Scan the entries line by line and return those with "StdDuration".

Saved data entries
◆ ◆ ◆

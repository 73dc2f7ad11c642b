use crate::cli::parser::Commands;
use crate::config::Config;
use crate::db::pool::DbPool;
use crate::db::queries::load_log_entries;
use crate::errors::AppResult;
use crate::utils::table::{Column, Table};
use ansi_term::Colour;

fn color_for_level(level: &str) -> Colour {
    match level.to_ascii_lowercase().as_str() {
        "emergency" | "alert" | "critical" | "error" => Colour::Red,
        "warning" => Colour::Yellow,
        "notice" => Colour::Purple,
        "info" => Colour::Green,
        _ => Colour::White,
    }
}

pub fn handle(cmd: &Commands, cfg: &Config) -> AppResult<()> {
    if let Commands::Log { print: true, limit } = cmd {
        let pool = DbPool::read_only(&cfg.database)?;
        let entries = load_log_entries(&pool, *limit)?;

        if entries.is_empty() {
            println!("No log entries.");
            return Ok(());
        }

        println!("📜 Log entries (newest first):\n");

        let mut table = Table::new(vec![
            Column::right("id"),
            Column::left("date"),
            Column::left("level"),
            Column::left("message"),
        ]);

        for e in entries {
            let date = chrono::DateTime::parse_from_rfc3339(&e.created_at)
                .map(|dt| dt.format("%F %T").to_string())
                .unwrap_or(e.created_at);

            table.add_row(vec![
                e.id.to_string(),
                date,
                color_for_level(&e.level).paint(e.level.as_str()).to_string(),
                e.message,
            ]);
        }

        print!("{}", table.render());
    }

    Ok(())
}
use crate::cli::parser::Cli;
use crate::config::Config;
use crate::db::initialize::init_db;
use crate::db::log;
use crate::errors::AppResult;
use crate::ui::messages::{success, warning};
use rusqlite::Connection;

/// Handle the `init` command
///
/// This initializes:
///  - the config directory and file (skipped in test mode)
///  - the SQLite database schema, through the migration engine
pub fn handle(cli: &Cli) -> AppResult<()> {
    let db_path = Config::init_all(cli.db.as_deref(), cli.test)?;

    println!("⚙️  Initializing shiftboard…");
    if !cli.test {
        println!("📄 Config file : {}", Config::config_file().display());
    }
    println!("🗄️  Database   : {}", &db_path);

    let conn = Connection::open(&db_path)?;
    init_db(&conn)?;

    // Non-blocking: a failed log write must not fail the init.
    if let Err(e) = log::write_log_entry(&conn, "info", &format!("Database initialized at {db_path}")) {
        warning(format!("Failed to write log entry: {e}"));
    }

    success(format!("Database initialized at {db_path}"));
    Ok(())
}
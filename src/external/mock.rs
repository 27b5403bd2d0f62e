use crate::external::quote_provider::{QuoteProvider, QuoteProviderError};
use crate::models::Quote;
use async_trait::async_trait;
use rand::Rng;

/// Offline provider for local development: a quote around 100 with a daily
/// change drawn uniformly from -2.5% to +2.5%.
pub struct MockQuoteProvider;

#[async_trait]
impl QuoteProvider for MockQuoteProvider {
    async fn fetch_quote(&self, symbol: &str) -> Result<Quote, QuoteProviderError> {
        let mut rng = rand::rng();
        let change_percent: f64 = rng.random_range(-2.5..=2.5);
        let price = 100.0 * (1.0 + change_percent / 100.0);

        Ok(Quote::new(symbol, price, change_percent))
    }

    fn name(&self) -> &'static str {
        "mock"
    }
}
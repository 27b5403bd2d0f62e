use std::sync::Arc;

use crate::services::quote_service::QuoteFetcher;

#[derive(Clone)]
pub struct AppState {
    pub quote_fetcher: Arc<QuoteFetcher>,
}
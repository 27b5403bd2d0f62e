pub mod alphavantage;
pub mod mock;
pub mod multi_provider;
pub mod quote_provider;
pub mod twelvedata;

use std::sync::Arc;
use std::time::Duration;

use crate::config::{ProviderKind, QuoteConfig};
use alphavantage::AlphaVantageProvider;
use mock::MockQuoteProvider;
use multi_provider::MultiProvider;
use quote_provider::{QuoteProvider, QuoteProviderError};
use twelvedata::TwelveDataProvider;

/// Build the configured quote provider.
///
/// Missing API keys are not an error here; providers report them per fetch.
pub fn build_provider(config: &QuoteConfig) -> Result<Arc<dyn QuoteProvider>, QuoteProviderError> {
    let client = reqwest::Client::builder()
        .timeout(Duration::from_secs(config.http_timeout_secs))
        .build()
        .map_err(|e| QuoteProviderError::Network(e.to_string()))?;

    let provider: Arc<dyn QuoteProvider> = match config.provider {
        ProviderKind::AlphaVantage => Arc::new(AlphaVantageProvider::new(
            client,
            config.alphavantage_api_key.clone(),
        )),
        ProviderKind::TwelveData => Arc::new(TwelveDataProvider::new(
            client,
            config.twelvedata_api_key.clone(),
        )),
        ProviderKind::Multi => {
            let primary = Box::new(TwelveDataProvider::new(
                client.clone(),
                config.twelvedata_api_key.clone(),
            ));
            let fallback = Box::new(AlphaVantageProvider::new(
                client,
                config.alphavantage_api_key.clone(),
            ));
            Arc::new(MultiProvider::new(primary, fallback))
        }
        ProviderKind::Mock => Arc::new(MockQuoteProvider),
    };

    Ok(provider)
}
use crate::external::quote_provider::{QuoteProvider, QuoteProviderError};
use crate::models::{parse_change_percent, Quote};
use async_trait::async_trait;
use reqwest::StatusCode;
use serde::Deserialize;

const DEFAULT_BASE_URL: &str = "https://api.twelvedata.com/quote";

pub struct TwelveDataProvider {
    client: reqwest::Client,
    api_key: Option<String>,
    base_url: String,
}

impl TwelveDataProvider {
    pub fn new(client: reqwest::Client, api_key: Option<String>) -> Self {
        Self {
            client,
            api_key,
            base_url: DEFAULT_BASE_URL.to_string(),
        }
    }

    pub fn with_base_url(mut self, base_url: impl Into<String>) -> Self {
        self.base_url = base_url.into();
        self
    }
}

#[derive(Debug, Deserialize)]
struct TwelveDataQuoteResponse {
    symbol: Option<String>,
    close: Option<String>,
    percent_change: Option<String>,

    // Error handling
    status: Option<String>,
    message: Option<String>,
    code: Option<u32>,
}

fn quote_from_response(
    requested: &str,
    body: TwelveDataQuoteResponse,
) -> Result<Quote, QuoteProviderError> {
    if body.status.as_deref() == Some("error") {
        let msg = body.message.unwrap_or_default();
        if body.code == Some(429) || msg.contains("API rate limit") || msg.contains("credits") {
            return Err(QuoteProviderError::RateLimited);
        }
        return Err(QuoteProviderError::BadResponse(msg));
    }

    let price = body
        .close
        .ok_or_else(|| QuoteProviderError::BadResponse("missing close in quote".into()))?
        .trim()
        .parse::<f64>()
        .map_err(|e| QuoteProviderError::Parse(e.to_string()))?;

    let change_percent = body
        .percent_change
        .as_deref()
        .map(parse_change_percent)
        .unwrap_or(0.0);

    Ok(Quote::new(
        body.symbol.unwrap_or_else(|| requested.to_string()),
        price,
        change_percent,
    ))
}

#[async_trait]
impl QuoteProvider for TwelveDataProvider {
    async fn fetch_quote(&self, symbol: &str) -> Result<Quote, QuoteProviderError> {
        let api_key = self
            .api_key
            .as_deref()
            .ok_or(QuoteProviderError::MissingApiKey("TWELVEDATA_API_KEY"))?;

        let resp = self
            .client
            .get(&self.base_url)
            .query(&[("symbol", symbol), ("apikey", api_key)])
            .send()
            .await
            .map_err(|e| QuoteProviderError::Network(e.to_string()))?;

        let status = resp.status();
        if status == StatusCode::TOO_MANY_REQUESTS {
            return Err(QuoteProviderError::RateLimited);
        }
        if !status.is_success() {
            return Err(QuoteProviderError::BadResponse(format!("HTTP {}", status)));
        }

        let body: TwelveDataQuoteResponse = resp
            .json()
            .await
            .map_err(|e| QuoteProviderError::Parse(e.to_string()))?;

        quote_from_response(symbol, body)
    }

    fn name(&self) -> &'static str {
        "twelvedata"
    }
}

#[cfg(test)]
mod tests {
    use super::*;

    fn parse(json: &str) -> Result<Quote, QuoteProviderError> {
        let body: TwelveDataQuoteResponse = serde_json::from_str(json).unwrap();
        quote_from_response("SPY", body)
    }

    #[test]
    fn test_parses_quote() {
        let quote = parse(
            r#"{
                "symbol": "SPY",
                "name": "SPDR S&P 500 ETF Trust",
                "close": "505.12000",
                "change": "-2.3",
                "percent_change": "-0.45316"
            }"#,
        )
        .unwrap();

        assert_eq!(quote.symbol, "SPY");
        assert_eq!(quote.price, 505.12);
        assert_eq!(quote.change_percent, -0.45316);
    }

    #[test]
    fn test_credit_exhaustion_is_rate_limited() {
        let err = parse(
            r#"{ "code": 429, "message": "You have run out of API credits for the current minute.", "status": "error" }"#,
        )
        .unwrap_err();
        assert!(matches!(err, QuoteProviderError::RateLimited));
    }

    #[test]
    fn test_unknown_symbol_is_bad_response() {
        let err = parse(
            r#"{ "code": 404, "message": "symbol not found: XXXX", "status": "error" }"#,
        )
        .unwrap_err();
        assert!(matches!(err, QuoteProviderError::BadResponse(_)));
    }

    /// Local upstream answering every request with `status`
    async fn serve_status(status: StatusCode) -> String {
        let app = axum::Router::new().fallback(move || async move { (status, "{}") });
        let listener = tokio::net::TcpListener::bind("127.0.0.1:0").await.unwrap();
        let addr = listener.local_addr().unwrap();
        tokio::spawn(async move { axum::serve(listener, app).await.unwrap() });
        format!("http://{}/quote", addr)
    }

    fn provider_at(base_url: String) -> TwelveDataProvider {
        TwelveDataProvider::new(reqwest::Client::new(), Some("test-key".into()))
            .with_base_url(base_url)
    }

    #[tokio::test]
    async fn test_http_503_is_bad_response() {
        let provider = provider_at(serve_status(StatusCode::SERVICE_UNAVAILABLE).await);
        let err = provider.fetch_quote("SPY").await.unwrap_err();
        assert!(matches!(err, QuoteProviderError::BadResponse(msg) if msg.contains("503")));
    }

    #[tokio::test]
    async fn test_http_429_is_rate_limited() {
        let provider = provider_at(serve_status(StatusCode::TOO_MANY_REQUESTS).await);
        let err = provider.fetch_quote("SPY").await.unwrap_err();
        assert!(matches!(err, QuoteProviderError::RateLimited));
    }

    #[tokio::test]
    async fn test_missing_key_fails_before_network() {
        let provider = TwelveDataProvider::new(reqwest::Client::new(), None)
            .with_base_url("http://127.0.0.1:9");
        let err = provider.fetch_quote("SPY").await.unwrap_err();
        assert!(err.is_configuration());
    }

    #[test]
    fn test_missing_close_is_bad_response() {
        let err = parse(r#"{ "symbol": "SPY" }"#).unwrap_err();
        assert!(matches!(err, QuoteProviderError::BadResponse(_)));
    }
}
use std::sync::Arc;
use std::time::Duration as StdDuration;

use chrono::Duration;
use tracing::{debug, error, info, warn};

use crate::config::{QuoteConfig, MAX_CACHE_TTL_SECS};
use crate::external::quote_provider::{QuoteProvider, QuoteProviderError};
use crate::models::{validate_symbol, Quote};
use crate::services::failure_cache::{FailureCache, FailureKind};
use crate::services::quote_cache::QuoteCache;

/// Fetches quotes through a freshness cache and never fails.
///
/// Every failure (missing credentials, network, throttling, timeout,
/// malformed body) is logged and collapsed into `None`.
pub struct QuoteFetcher {
    provider: Arc<dyn QuoteProvider>,
    cache: QuoteCache,
    failures: FailureCache,
    timeout: StdDuration,
    default_symbol: String,
}

impl QuoteFetcher {
    pub fn new(provider: Arc<dyn QuoteProvider>, config: &QuoteConfig) -> Self {
        Self {
            provider,
            cache: QuoteCache::new(Duration::seconds(
                config.cache_ttl_secs.clamp(0, MAX_CACHE_TTL_SECS),
            )),
            failures: FailureCache::new(),
            timeout: StdDuration::from_secs(config.http_timeout_secs),
            default_symbol: config.reference_symbol.clone(),
        }
    }

    /// Override the freshness window and upstream timeout
    pub fn with_limits(mut self, ttl: Duration, timeout: StdDuration) -> Self {
        self.cache = QuoteCache::new(ttl);
        self.timeout = timeout;
        self
    }

    pub fn default_symbol(&self) -> &str {
        &self.default_symbol
    }

    /// Quote for `symbol`, or for the reference symbol when none is given.
    pub async fn fetch(&self, symbol: Option<&str>) -> Option<Quote> {
        let symbol = match symbol.map(str::trim).filter(|s| !s.is_empty()) {
            None => self.default_symbol.clone(),
            Some(raw) => match validate_symbol(raw) {
                Ok(symbol) => symbol,
                Err(e) => {
                    warn!("Rejected quote symbol '{}': {}", raw, e);
                    return None;
                }
            },
        };

        let mut slot = self.cache.lock(&symbol).await;

        if let Some(cached) = slot.fresh() {
            debug!("Quote cache hit for {} (fetched at {})", symbol, cached.fetched_at);
            return Some(cached.quote.clone());
        }

        if let Some(failure) = self.failures.is_failed(&symbol) {
            error!(
                "Quote for {} unavailable: {:?} failure from {} at {}, retrying after {}s",
                symbol,
                failure.kind,
                self.provider.name(),
                failure.failed_at,
                failure.backoff.num_seconds()
            );
            return None;
        }

        match self.fetch_upstream(&symbol).await {
            Ok(quote) => {
                info!(
                    "Fetched {} from {}: price={} change={}%",
                    symbol,
                    self.provider.name(),
                    quote.price,
                    quote.change_percent
                );
                self.failures.clear(&symbol);
                slot.store(quote.clone());
                Some(quote)
            }
            Err(e) => {
                match &e {
                    QuoteProviderError::MissingApiKey(key) => {
                        warn!("Quote provider {} not configured ({} missing); serving fallback mood", self.provider.name(), key)
                    }
                    QuoteProviderError::RateLimited => {
                        error!("Rate limited by {} when fetching {}", self.provider.name(), symbol)
                    }
                    _ => error!("Failed to fetch quote for {} from {}: {}", symbol, self.provider.name(), e),
                }
                if let Some(kind) = FailureKind::from_error(&e) {
                    self.failures.record_failure(&symbol, kind);
                }
                None
            }
        }
    }

    async fn fetch_upstream(&self, symbol: &str) -> Result<Quote, QuoteProviderError> {
        match tokio::time::timeout(self.timeout, self.provider.fetch_quote(symbol)).await {
            Ok(result) => result,
            Err(_) => Err(QuoteProviderError::Timeout(self.timeout.as_millis() as u64)),
        }
    }
}
use crate::external::quote_provider::{QuoteProvider, QuoteProviderError};
use crate::models::{parse_change_percent, Quote};
use async_trait::async_trait;
use reqwest::StatusCode;
use serde::Deserialize;

const DEFAULT_BASE_URL: &str = "https://www.alphavantage.co/query";

pub struct AlphaVantageProvider {
    client: reqwest::Client,
    api_key: Option<String>,
    base_url: String,
}

impl AlphaVantageProvider {
    pub fn new(client: reqwest::Client, api_key: Option<String>) -> Self {
        Self {
            client,
            api_key,
            base_url: DEFAULT_BASE_URL.to_string(),
        }
    }

    pub fn with_base_url(mut self, base_url: impl Into<String>) -> Self {
        self.base_url = base_url.into();
        self
    }
}

#[derive(Debug, Deserialize)]
struct AvGlobalQuoteResponse {
    #[serde(rename = "Global Quote")]
    global_quote: Option<AvGlobalQuote>,

    // Throttled requests come back as 200 with one of these:
    // { "Note": "Thank you for using Alpha Vantage! ... 5 calls per minute ..." }
    // { "Information": "... rate limit is 25 requests per day ..." }
    #[serde(rename = "Note")]
    note: Option<String>,
    #[serde(rename = "Information")]
    information: Option<String>,

    // { "Error Message": "Invalid API call. ..." }
    #[serde(rename = "Error Message")]
    error_message: Option<String>,
}

#[derive(Debug, Deserialize)]
struct AvGlobalQuote {
    #[serde(rename = "01. symbol")]
    symbol: Option<String>,
    #[serde(rename = "05. price")]
    price: Option<String>,
    #[serde(rename = "10. change percent")]
    change_percent: Option<String>,
}

fn quote_from_response(
    requested: &str,
    body: AvGlobalQuoteResponse,
) -> Result<Quote, QuoteProviderError> {
    if body.note.is_some() || body.information.is_some() {
        return Err(QuoteProviderError::RateLimited);
    }

    if let Some(msg) = body.error_message {
        return Err(QuoteProviderError::BadResponse(msg));
    }

    let quote = body
        .global_quote
        .ok_or_else(|| QuoteProviderError::BadResponse("missing Global Quote".into()))?;

    // Unknown symbols yield `"Global Quote": {}`
    let price = quote
        .price
        .ok_or_else(|| QuoteProviderError::BadResponse(format!("empty quote for {}", requested)))?
        .trim()
        .parse::<f64>()
        .map_err(|e| QuoteProviderError::Parse(e.to_string()))?;

    let change_percent = quote
        .change_percent
        .as_deref()
        .map(parse_change_percent)
        .unwrap_or(0.0);

    Ok(Quote::new(
        quote.symbol.unwrap_or_else(|| requested.to_string()),
        price,
        change_percent,
    ))
}

#[async_trait]
impl QuoteProvider for AlphaVantageProvider {
    async fn fetch_quote(&self, symbol: &str) -> Result<Quote, QuoteProviderError> {
        let api_key = self
            .api_key
            .as_deref()
            .ok_or(QuoteProviderError::MissingApiKey("ALPHAVANTAGE_API_KEY"))?;

        let resp = self
            .client
            .get(&self.base_url)
            .query(&[
                ("function", "GLOBAL_QUOTE"),
                ("symbol", symbol),
                ("apikey", api_key),
            ])
            .send()
            .await
            .map_err(|e| QuoteProviderError::Network(e.to_string()))?;

        let status = resp.status();
        if status == StatusCode::TOO_MANY_REQUESTS {
            return Err(QuoteProviderError::RateLimited);
        }
        if !status.is_success() {
            return Err(QuoteProviderError::BadResponse(format!("HTTP {}", status)));
        }

        let body = resp
            .json::<AvGlobalQuoteResponse>()
            .await
            .map_err(|e| QuoteProviderError::Parse(e.to_string()))?;

        quote_from_response(symbol, body)
    }

    fn name(&self) -> &'static str {
        "alphavantage"
    }
}
use std::sync::Arc;

use anyhow::Context;
use tokio::net::TcpListener;

use marketmood_backend::app;
use marketmood_backend::config::AppConfig;
use marketmood_backend::external;
use marketmood_backend::logging::{init_logging, LoggingConfig};
use marketmood_backend::services::quote_service::QuoteFetcher;
use marketmood_backend::state::AppState;

#[tokio::main]
async fn main() -> anyhow::Result<()> {
    dotenvy::dotenv().ok();

    // Initialize logging FIRST
    init_logging(LoggingConfig::from_env())
        .map_err(|e| anyhow::anyhow!("failed to initialize logging: {}", e))?;

    let config = AppConfig::from_env().map_err(anyhow::Error::msg)?;

    let provider = external::build_provider(&config.quote)
        .context("failed to build quote provider")?;
    tracing::info!(
        "📊 Using quote provider: {} (reference {}, cache {}s, timeout {}s)",
        provider.name(),
        config.quote.reference_symbol,
        config.quote.cache_ttl_secs,
        config.quote.http_timeout_secs
    );

    let state = AppState {
        quote_fetcher: Arc::new(QuoteFetcher::new(provider, &config.quote)),
    };
    let app = app::create_app(state);

    let listener = TcpListener::bind(&config.bind_addr)
        .await
        .with_context(|| format!("failed to bind {}", config.bind_addr))?;
    tracing::info!("🚀 Market mood backend running at http://{}/", config.bind_addr);
    axum::serve(listener, app).await?;

    Ok(())
}
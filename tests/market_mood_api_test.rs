//! Drives the HTTP surface in-process against stub quote providers.

use std::sync::atomic::{AtomicUsize, Ordering};
use std::sync::Arc;

use async_trait::async_trait;
use axum::body::{to_bytes, Body};
use axum::http::{Request, StatusCode};
use axum::Router;
use serde_json::{json, Value};
use tower::ServiceExt;

use marketmood_backend::app::create_app;
use marketmood_backend::config::QuoteConfig;
use marketmood_backend::external::quote_provider::{QuoteProvider, QuoteProviderError};
use marketmood_backend::models::Quote;
use marketmood_backend::services::quote_service::QuoteFetcher;
use marketmood_backend::state::AppState;

struct StubProvider {
    change_percent: Option<f64>,
    calls: AtomicUsize,
}

#[async_trait]
impl QuoteProvider for StubProvider {
    async fn fetch_quote(&self, symbol: &str) -> Result<Quote, QuoteProviderError> {
        self.calls.fetch_add(1, Ordering::SeqCst);
        match self.change_percent {
            Some(change) => Ok(Quote::new(symbol, 500.0, change)),
            None => Err(QuoteProviderError::BadResponse("HTTP 503".into())),
        }
    }

    fn name(&self) -> &'static str {
        "stub"
    }
}

fn app_with(change_percent: Option<f64>) -> (Router, Arc<StubProvider>) {
    let provider = Arc::new(StubProvider {
        change_percent,
        calls: AtomicUsize::new(0),
    });
    let fetcher = QuoteFetcher::new(provider.clone(), &QuoteConfig::default());
    let state = AppState {
        quote_fetcher: Arc::new(fetcher),
    };
    (create_app(state), provider)
}

async fn send(app: &Router, request: Request<Body>) -> (StatusCode, Value) {
    let response = app.clone().oneshot(request).await.unwrap();
    let status = response.status();
    let bytes = to_bytes(response.into_body(), usize::MAX).await.unwrap();
    let body = serde_json::from_slice(&bytes).unwrap_or(Value::Null);
    (status, body)
}

fn get(uri: &str) -> Request<Body> {
    Request::builder().uri(uri).body(Body::empty()).unwrap()
}

fn post_json(uri: &str, body: Value) -> Request<Body> {
    Request::builder()
        .method("POST")
        .uri(uri)
        .header("content-type", "application/json")
        .body(Body::from(body.to_string()))
        .unwrap()
}

#[tokio::test]
async fn mood_reflects_reference_quote() {
    let (app, _) = app_with(Some(1.5));

    let (status, body) = send(&app, get("/api/market/mood")).await;

    assert_eq!(status, StatusCode::OK);
    assert_eq!(body, json!({ "value": 90, "status": "Extreme Greed", "change": 1.5 }));
}

#[tokio::test]
async fn mood_falls_back_to_neutral_when_upstream_fails() {
    let (app, _) = app_with(None);

    let (status, body) = send(&app, get("/api/market/mood")).await;

    assert_eq!(status, StatusCode::OK);
    assert_eq!(body, json!({ "value": 50, "status": "Neutral", "change": 0.0 }));
}

#[tokio::test]
async fn repeated_mood_requests_hit_upstream_once() {
    let (app, provider) = app_with(Some(-0.6));

    let (_, first) = send(&app, get("/api/market/mood?symbol=QQQ")).await;
    let (_, second) = send(&app, get("/api/market/mood?symbol=QQQ")).await;

    assert_eq!(first, second);
    assert_eq!(first["status"], "Fear");
    assert_eq!(provider.calls.load(Ordering::SeqCst), 1);
}

#[tokio::test]
async fn mood_rejects_malformed_symbol_without_upstream_call() {
    let (app, provider) = app_with(Some(0.5));

    for uri in [
        "/api/market/mood?symbol=SPY%3BDROP",
        "/api/market/mood?symbol=ABCDEFGHIJKLMNOP",
    ] {
        let (status, body) = send(&app, get(uri)).await;
        assert_eq!(status, StatusCode::BAD_REQUEST, "{}", uri);
        assert!(body["error"].as_str().unwrap().starts_with("Validation error"));
    }

    // Blank means the reference symbol
    let (status, _) = send(&app, get("/api/market/mood?symbol=")).await;
    assert_eq!(status, StatusCode::OK);
    assert_eq!(provider.calls.load(Ordering::SeqCst), 1);
}

#[tokio::test]
async fn classify_returns_label_and_matches() {
    let (app, _) = app_with(None);

    let (status, body) = send(
        &app,
        post_json("/api/sentiment/classify", json!({ "text": "Stocks surge to record high" })),
    )
    .await;

    assert_eq!(status, StatusCode::OK);
    assert_eq!(body["sentiment"], "positive");
    assert_eq!(body["negative_matches"], json!([]));
}

#[tokio::test]
async fn classify_batch_preserves_order() {
    let (app, _) = app_with(None);

    let (status, body) = send(
        &app,
        post_json(
            "/api/sentiment/classify/batch",
            json!({ "texts": [
                "Markets crash amid inflation crisis",
                "Market closed for holiday",
                "Stocks surge to record high"
            ] }),
        ),
    )
    .await;

    assert_eq!(status, StatusCode::OK);
    let labels: Vec<&str> = body
        .as_array()
        .unwrap()
        .iter()
        .map(|r| r["sentiment"].as_str().unwrap())
        .collect();
    assert_eq!(labels, vec!["negative", "neutral", "positive"]);
}

#[tokio::test]
async fn classify_batch_rejects_empty_and_oversized() {
    let (app, _) = app_with(None);

    let (status, _) = send(&app, post_json("/api/sentiment/classify/batch", json!({ "texts": [] }))).await;
    assert_eq!(status, StatusCode::BAD_REQUEST);

    let texts: Vec<String> = (0..101).map(|i| format!("headline {}", i)).collect();
    let (status, body) = send(&app, post_json("/api/sentiment/classify/batch", json!({ "texts": texts }))).await;
    assert_eq!(status, StatusCode::BAD_REQUEST);
    assert!(body["error"].as_str().unwrap().contains("100"));
}

#[tokio::test]
async fn health_and_unknown_routes() {
    let (app, _) = app_with(None);

    let response = app.clone().oneshot(get("/health")).await.unwrap();
    assert_eq!(response.status(), StatusCode::OK);

    let (status, body) = send(&app, get("/api/nope")).await;
    assert_eq!(status, StatusCode::NOT_FOUND);
    assert_eq!(body["error"], "Not found");
}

◆ ◆ ◆

*Answer to this problem*.
use std::time::Duration as StdDuration;
    timeout: StdDuration,
            timeout: StdDuration::from_secs(config.http_timeout_secs),
    pub fn with_limits(mut self, ttl: Duration, timeout: StdDuration) -> Self {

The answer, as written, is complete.